-------- Dataset content

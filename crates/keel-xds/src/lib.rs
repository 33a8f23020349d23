//! # keel-xds
//!
//! Snapshot-driven configuration cache for xDS control planes.
//!
//! keel keeps a single authoritative, versioned snapshot of typed resources
//! per client node and dispatches it to consumers over three serving
//! models:
//!
//! - State-of-the-World watches (full replacement on version change)
//! - Delta watches (incremental updates against per-stream state)
//! - One-shot fetches (REST-style polling)
//!
//! It also supports ADS response consistency and periodic heartbeats for
//! TTL-bearing resources.
//!
//! ## Quick Start
//!
//! ```rust,ignore
//! use keel_xds::prelude::*;
//! use tokio_util::sync::CancellationToken;
//!
//! // Create a cache in ADS mode, keyed by node ID.
//! let cache = SnapshotCache::new(true, IdHash);
//!
//! // Build and install a snapshot for a node.
//! let snapshot = Snapshot::builder()
//!     .version("v1")
//!     .build();
//! cache.set_snapshot(&CancellationToken::new(), "node-1", snapshot)?;
//!
//! // The discovery server opens watches against the cache.
//! let cancel = cache.create_watch(&request, &stream_state, sink);
//! ```
//!
//! ## Architecture
//!
//! This library is organized into two crates:
//!
//! - `keel-core` - Core types, traits, and error handling
//! - `keel-cache` - The snapshot cache with watch dispatch and heartbeats
//!
//! This crate (`keel-xds`) re-exports both for convenience. The gRPC/REST
//! transport embedding the cache lives outside this repository; the cache
//! exposes a programmatic contract only.
//!
//! ## Design Principles
//!
//! 1. **No panics in library code** - All errors are returned as `Result`
//! 2. **No I/O under locks** - Responses go through non-blocking sends into
//!    caller-provisioned channels
//! 3. **Opaque payloads** - Resources are values with a name and a type URL

#![cfg_attr(docsrs, feature(doc_cfg))]
#![deny(unsafe_code)]
#![warn(missing_docs)]

// Re-export the sub-crates.
pub use keel_cache as cache;
pub use keel_core as core;

/// Prelude module for convenient imports.
///
/// ```rust,ignore
/// use keel_xds::prelude::*;
/// ```
pub mod prelude {
    // Core types
    pub use keel_core::{
        well_known, AnyResource, BoxResource, FnvHash, IdHash, Node, NodeHash, Resource,
        ResourceVersion, ResourceWithTtl, TypeUrl, XdsError,
    };

    // Cache types
    pub use keel_cache::{
        shared, Cache, CacheStats, DeltaRequest, DeltaResponse, Request, Response, SharedStreamState,
        Snapshot, SnapshotBuilder, SnapshotCache, StatusInfo, StreamState, WatchCancel,
    };
}

/// Version information for this crate.
pub mod version {
    /// Crate version.
    pub const VERSION: &str = env!("CARGO_PKG_VERSION");

    /// Minimum supported Rust version.
    pub const MSRV: &str = "1.75";

    /// Get version info as a string.
    pub fn version_string() -> String {
        format!("keel-xds {} (MSRV {})", VERSION, MSRV)
    }
}
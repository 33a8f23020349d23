//! # keel-core
//!
//! Core types, traits, and error handling for the keel snapshot cache.
//!
//! This crate provides the foundational types used across the other keel
//! crates:
//!
//! - [`XdsError`] - Error type with gRPC status code mapping
//! - [`Node`] - Client identity descriptor to which snapshots are keyed
//! - [`NodeHash`] - Capability trait mapping a node to its cache key
//! - [`Resource`] - Trait for implementing custom resource types
//! - [`ResourceWithTtl`] - A resource paired with an optional heartbeat TTL
//! - [`TypeUrl`] - Type URL handling and constants
//! - [`ResourceVersion`] - Opaque, equality-compared version strings
//!
//! ## Example
//!
//! ```rust
//! use keel_core::{FnvHash, Node, NodeHash};
//!
//! let node = Node::new("my-envoy-node");
//! let key = FnvHash.id(&node);
//! assert_eq!(key.len(), 16);
//! ```

#![cfg_attr(docsrs, feature(doc_cfg))]
#![deny(unsafe_code)]
#![warn(missing_docs)]

mod error;
mod node;
mod resource;
mod type_url;
mod version;

pub use error::XdsError;
pub use node::{FnvHash, IdHash, Node, NodeHash};
pub use resource::{AnyResource, BoxResource, Resource, ResourceWithTtl};
pub use type_url::{well_known, TypeUrl};
pub use version::ResourceVersion;

/// Result type alias using [`XdsError`].
pub type Result<T> = std::result::Result<T, XdsError>;
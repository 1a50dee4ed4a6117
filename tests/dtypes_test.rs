//! Descriptor families: widths, byte orders and validation.

use std::collections::HashSet;

use conjecture_arrays::{
    complex_number_dtypes, dtype_factory, floating_dtypes, integer_dtypes, unsigned_integer_dtypes,
    BoxedGenerator, ByteOrder, DType, DataSource, DtypeConfig, Endianness, Generator, Kind,
};

fn sample(generator: &BoxedGenerator<DType>, seed: u64, n: usize) -> Vec<DType> {
    let mut source = DataSource::from_seed(seed);
    (0..n).map(|_| generator.draw(&mut source).unwrap()).collect()
}

#[test]
fn test_requested_sizes_only() {
    let g = unsigned_integer_dtypes(DtypeConfig::default().sizes(vec![8, 16])).unwrap();
    let sizes: HashSet<usize> = sample(&g, 1, 200).iter().map(|d| d.itemsize()).collect();
    assert_eq!(sizes, [1, 2].into_iter().collect());
}

#[test]
fn test_invalid_size_rejected() {
    assert!(unsigned_integer_dtypes(DtypeConfig::default().size(7)).is_err());
    assert!(integer_dtypes(DtypeConfig::default().sizes(vec![8, 128])).is_err());
    assert!(floating_dtypes(DtypeConfig::default().size(8)).is_err());
    assert!(complex_number_dtypes(DtypeConfig::default().size(32)).is_err());
}

#[test]
fn test_little_endian_only() {
    let g = complex_number_dtypes(DtypeConfig::default().endianness(Endianness::Little)).unwrap();
    for dtype in sample(&g, 2, 100) {
        assert_eq!(dtype.kind(), Kind::Complex);
        assert_eq!(dtype.byteorder(), ByteOrder::Little);
    }
}

#[test]
fn test_either_endianness_reaches_both() {
    let g = complex_number_dtypes(DtypeConfig::default()).unwrap();
    let orders: HashSet<ByteOrder> = sample(&g, 3, 200).iter().map(|d| d.byteorder()).collect();
    assert!(orders.contains(&ByteOrder::Little));
    assert!(orders.contains(&ByteOrder::Big));
}

#[test]
fn test_endianness_from_codes() {
    let endianness: Endianness = ">".parse().unwrap();
    let g = integer_dtypes(DtypeConfig::default().endianness(endianness).size(32)).unwrap();
    assert!(sample(&g, 4, 20).iter().all(|d| d.to_string() == ">i4"));
    assert!("little".parse::<Endianness>().is_err());
}

#[test]
fn test_single_byte_descriptors_have_no_byte_order() {
    let g = integer_dtypes(DtypeConfig::default().size(8)).unwrap();
    assert!(sample(&g, 5, 50).iter().all(|d| d.to_string() == "|i1"));
}

#[test]
fn test_generated_descriptors_parse_back() {
    let g = floating_dtypes(DtypeConfig::default()).unwrap();
    for dtype in sample(&g, 6, 50) {
        assert_eq!(dtype.to_string().parse::<DType>().unwrap(), dtype);
    }
}

#[test]
fn test_factory_without_valid_sizes() {
    let g = dtype_factory(Kind::UInt, &[8, 1, 8], None, Endianness::Big).unwrap();
    let sizes: HashSet<usize> = sample(&g, 7, 100).iter().map(|d| d.itemsize()).collect();
    assert_eq!(sizes, [1, 8].into_iter().collect());

    let g = dtype_factory(Kind::Bytes, &[5], None, Endianness::Little).unwrap();
    assert!(sample(&g, 8, 20).iter().all(|d| d.itemsize() == 5));
}

#[test]
fn test_factory_with_valid_sizes_converts_bits() {
    let g = dtype_factory(Kind::UInt, &[64, 8, 64], Some(&[8, 16, 32, 64][..]), Endianness::Big).unwrap();
    let sizes: HashSet<usize> = sample(&g, 9, 100).iter().map(|d| d.itemsize()).collect();
    assert_eq!(sizes, [1, 8].into_iter().collect());
}
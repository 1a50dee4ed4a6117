// General distribution functions and utilities.
// This module contains the probability distributions and repetition
// control shared by the primitive generators.

use crate::data::{DataSource, Draw};

const MAX64: u64 = u64::MAX;

pub fn weighted(source: &mut DataSource, probability: f64) -> Draw<bool> {
    // TODO: Less bit-hungry implementation.

    let truthy = (probability * (u64::MAX as f64 + 1.0)).floor() as u64;
    let probe = source.bits(64)?;
    Ok(match (truthy, probe) {
        (0, _) => false,
        (MAX64, _) => true,
        (_, 0) => false,
        (_, 1) => true,
        _ => probe >= MAX64 - truthy,
    })
}

/// Uniform integer in `[0, max]` by rejection sampling on the bit length.
pub fn bounded_int(source: &mut DataSource, max: u64) -> Draw<u64> {
    let bitlength = 64 - max.leading_zeros() as u64;
    if bitlength == 0 {
        source.write(0)?;
        return Ok(0);
    }
    loop {
        let probe = source.bits(bitlength)?;
        if probe <= max {
            return Ok(probe);
        }
    }
}

/// Length control for collections: one draw per element decides whether to
/// keep going, forced while below `min_count` or at `max_count`.
#[derive(Debug, Clone)]
pub struct Repeat {
    min_count: u64,
    max_count: u64,
    p_continue: f64,

    current_count: u64,
}

impl Repeat {
    pub fn new(min_count: u64, max_count: u64, expected_count: f64) -> Repeat {
        Repeat {
            min_count,
            max_count,
            p_continue: 1.0 - 1.0 / (1.0 + expected_count),
            current_count: 0,
        }
    }

    pub fn count(&self) -> u64 {
        self.current_count
    }

    pub fn should_continue(&mut self, source: &mut DataSource) -> Draw<bool> {
        if self.min_count == self.max_count {
            if self.current_count < self.max_count {
                self.current_count += 1;
                return Ok(true);
            } else {
                return Ok(false);
            }
        } else if self.current_count < self.min_count {
            source.write(1)?;
            self.current_count += 1;
            return Ok(true);
        } else if self.current_count >= self.max_count {
            source.write(0)?;
            return Ok(false);
        }

        let result = weighted(source, self.p_continue)?;
        if result {
            self.current_count += 1;
        }
        Ok(result)
    }
}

----------------

Problem →
Using the data above, transcribe the lines that run from the line with "- Core types, traits, and error handling" to the line with "Re-export the sub-crates.", both ends kept, and output nothing else.

Reply to the exercise →
//! - `keel-core` - Core types, traits, and error handling
//! - `keel-cache` - The snapshot cache with watch dispatch and heartbeats
//!
//! This crate (`keel-xds`) re-exports both for convenience. The gRPC/REST
//! transport embedding the cache lives outside this repository; the cache
//! exposes a programmatic contract only.
//!
//! ## Design Principles
//!
//! 1. **No panics in library code** - All errors are returned as `Result`
//! 2. **No I/O under locks** - Responses go through non-blocking sends into
//!    caller-provisioned channels
//! 3. **Opaque payloads** - Resources are values with a name and a type URL

#![cfg_attr(docsrs, feature(doc_cfg))]
#![deny(unsafe_code)]
#![warn(missing_docs)]

// Re-export the sub-crates.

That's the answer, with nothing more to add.